ビジネスにおいて様々な場面で「エンゲージメント」という言葉を聞くものの、どんな意味なのかがわからないという方もいるのではないでしょうか?

実際にエンゲージメントという言葉は「従業員エンゲージメント」「顧客エンゲージメント」「SNSエンゲージメント」といったように様々な場面で活用されます。

そこでこの記事では、エンゲージメントの意味を活用される場面ごとに解説し、企業や会社ににおいて重要な指標である「従業員エンゲージメント」について詳しく紹介します。

目次

エンゲージメントとは?

エンゲージメントとは繋がり・結びつきを示す言葉として使われ、ビジネスにおいては「従業員エンゲージメント」「顧客エンゲージメント」「SNSエンゲージメント」の3つの意味で使用されることが多いです。

そもそもエンゲージメントはEngagementという英語から来た言葉で、使用される場面によって様々な意味合いがあります。

Engagement:

約束。
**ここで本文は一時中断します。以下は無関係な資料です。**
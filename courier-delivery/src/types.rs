//! Configuration types for the delivery core.

use std::time::Duration;

use serde::{Deserialize, Serialize};

use crate::policy::RetryPolicy;

/// Timeouts for individual SMTP operations.
///
/// Every protocol step is bounded so a hung exchange turns into a
/// classified failure instead of a stuck worker.
#[derive(Debug, Clone, Serialize, Deserialize)]
pub struct SmtpTimeouts {
    /// Timeout for establishing the TCP connection.
    #[serde(default = "default_connect_secs")]
    pub connect_secs: u64,

    /// Timeout for the server greeting.
    #[serde(default = "default_greeting_secs")]
    pub greeting_secs: u64,

    /// Timeout for EHLO.
    #[serde(default = "default_ehlo_secs")]
    pub ehlo_secs: u64,

    /// Timeout for STARTTLS and the TLS handshake.
    #[serde(default = "default_starttls_secs")]
    pub starttls_secs: u64,

    /// Timeout for MAIL FROM.
    #[serde(default = "default_mail_from_secs")]
    pub mail_from_secs: u64,

    /// Timeout for each RCPT TO.
    #[serde(default = "default_rcpt_to_secs")]
    pub rcpt_to_secs: u64,

    /// Timeout for DATA and for streaming the message body.
    ///
    /// Longer than the others to accommodate large messages.
    #[serde(default = "default_data_secs")]
    pub data_secs: u64,

    /// Timeout for RSET.
    #[serde(default = "default_rset_secs")]
    pub rset_secs: u64,

    /// Timeout for QUIT.
    #[serde(default = "default_quit_secs")]
    pub quit_secs: u64,
}

impl SmtpTimeouts {
    #[must_use]
    pub const fn connect(&self) -> Duration {
        Duration::from_secs(self.connect_secs)
    }

    #[must_use]
    pub const fn greeting(&self) -> Duration {
        Duration::from_secs(self.greeting_secs)
    }

    #[must_use]
    pub const fn ehlo(&self) -> Duration {
        Duration::from_secs(self.ehlo_secs)
    }

    #[must_use]
    pub const fn starttls(&self) -> Duration {
        Duration::from_secs(self.starttls_secs)
    }

    #[must_use]
    pub const fn mail_from(&self) -> Duration {
        Duration::from_secs(self.mail_from_secs)
    }

    #[must_use]
    pub const fn rcpt_to(&self) -> Duration {
        Duration::from_secs(self.rcpt_to_secs)
    }

    #[must_use]
    pub const fn data(&self) -> Duration {
        Duration::from_secs(self.data_secs)
    }

    #[must_use]
    pub const fn rset(&self) -> Duration {
        Duration::from_secs(self.rset_secs)
    }

    #[must_use]
    pub const fn quit(&self) -> Duration {
        Duration::from_secs(self.quit_secs)
    }
}

impl Default for SmtpTimeouts {
    fn default() -> Self {
        Self {
            connect_secs: default_connect_secs(),
            greeting_secs: default_greeting_secs(),
            ehlo_secs: default_ehlo_secs(),
            starttls_secs: default_starttls_secs(),
            mail_from_secs: default_mail_from_secs(),
            rcpt_to_secs: default_rcpt_to_secs(),
            data_secs: default_data_secs(),
            rset_secs: default_rset_secs(),
            quit_secs: default_quit_secs(),
        }
    }
}

const fn default_connect_secs() -> u64 {
    30
}

const fn default_greeting_secs() -> u64 {
    30
}

const fn default_ehlo_secs() -> u64 {
    30
}

const fn default_starttls_secs() -> u64 {
    30
}

const fn default_mail_from_secs() -> u64 {
    30
}

const fn default_rcpt_to_secs() -> u64 {
    30
}

const fn default_data_secs() -> u64 {
    120
}

const fn default_rset_secs() -> u64 {
    30
}

const fn default_quit_secs() -> u64 {
    10
}

/// Configuration for a host worker.
#[derive(Debug, Clone, Deserialize)]
pub struct DeliveryConfig {
    /// Name announced in EHLO. Defaults to the local host name.
    #[serde(default)]
    pub helo_name: Option<String>,

    /// Per-operation SMTP timeouts.
    #[serde(default)]
    pub timeouts: SmtpTimeouts,

    /// The transient-failure retry schedule.
    #[serde(default)]
    pub retry: RetryPolicy,

    /// Consecutive transport failures tolerated for one message before
    /// the failure is handled like a transient rejection. Keeps a dead
    /// transport from reconnect-looping without delay.
    #[serde(default = "default_max_transport_failures")]
    pub max_transport_failures: u32,
}

impl Default for DeliveryConfig {
    fn default() -> Self {
        Self {
            helo_name: None,
            timeouts: SmtpTimeouts::default(),
            retry: RetryPolicy::default(),
            max_transport_failures: default_max_transport_failures(),
        }
    }
}

const fn default_max_transport_failures() -> u32 {
    3
}

#[cfg(test)]
mod tests {
    use super::*;

    #[test]
    fn timeout_defaults() {
        let timeouts = SmtpTimeouts::default();
        assert_eq!(timeouts.connect(), Duration::from_secs(30));
        assert_eq!(timeouts.data(), Duration::from_secs(120));
        assert_eq!(timeouts.quit(), Duration::from_secs(10));
    }

    #[test]
    fn config_defaults() {
        let config = DeliveryConfig::default();
        assert!(config.helo_name.is_none());
        assert_eq!(config.max_transport_failures, 3);
        assert_eq!(config.retry.max_tries, 20);
    }
}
契約。協約。

結婚の約束。婚約。

広告などの各種マーケティング活動において、顧客の興味や注意を引きつけ、企業と顧客の結びつきを強めること。

(引用:goo辞書, 「『Engagement』の意味」, <https://dictionary.goo.ne.jp/word/%E3%82%A8%E3%83%B3%E3%82%B2%E3%83%BC%E3%82%B8%E3%83%A1%E3%83%B3%E3%83%88/> , 2021年1月閲覧)

このようにエンゲージメントには様々な意味がありますが、

日本の人事領域においては、従業員が会社や組織に愛着心や貢献意欲を抱き、従業員と会社の繋がりを強め、共に成長していくという考え方の「従業員エンゲージメント」。
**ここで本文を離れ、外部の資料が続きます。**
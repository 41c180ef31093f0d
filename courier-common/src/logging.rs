use std::str::FromStr;

use tracing::metadata::LevelFilter;
use tracing_subscriber::{Layer, filter::FilterFn, prelude::*};

/// Install the process-wide tracing subscriber.
///
/// The level defaults to `TRACE` in debug builds and `INFO` otherwise,
/// and can be overridden through the `LOG_LEVEL` environment variable.
/// Calling this after a subscriber is already installed is a no-op.
pub fn init() {
    let default = if cfg!(debug_assertions) {
        LevelFilter::TRACE
    } else {
        LevelFilter::INFO
    };

    let level = std::env::var("LOG_LEVEL").map_or(default, |level| {
        LevelFilter::from_str(level.as_str()).unwrap_or_else(|_| {
            eprintln!("Invalid log level specified {level}, defaulting to {default}");
            default
        })
    });

    let _ = tracing_subscriber::registry()
        .with(
            tracing_subscriber::fmt::layer()
                .with_file(false)
                .with_line_number(false)
                .compact()
                .with_ansi(true)
                .with_filter(level)
                .with_filter(FilterFn::new(|metadata| {
                    metadata.target().starts_with("courier")
                })),
        )
        .try_init();
}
マーケティング領域においては消費者と企業やブランドとの繋がり示す「顧客エゲージメント」。

SNSでは、投稿者と閲覧者の繋がりである「いいね、リツイート、シェア」などを示す指標として活用される「エンゲージメント」があります。

この記事では、様々な場面で活用されるエンゲージメントに関してそれぞれ解説した上で、従業員エンゲージメントについて詳しく解説します。

従業員エンゲージメント(人事領域)

人事領域において使用される従業員エンゲージメントとは、従業員の会社に対する愛着心や貢献意欲を意味します。より簡単に言えば、従業員と会社の絆や繋がりの強さです。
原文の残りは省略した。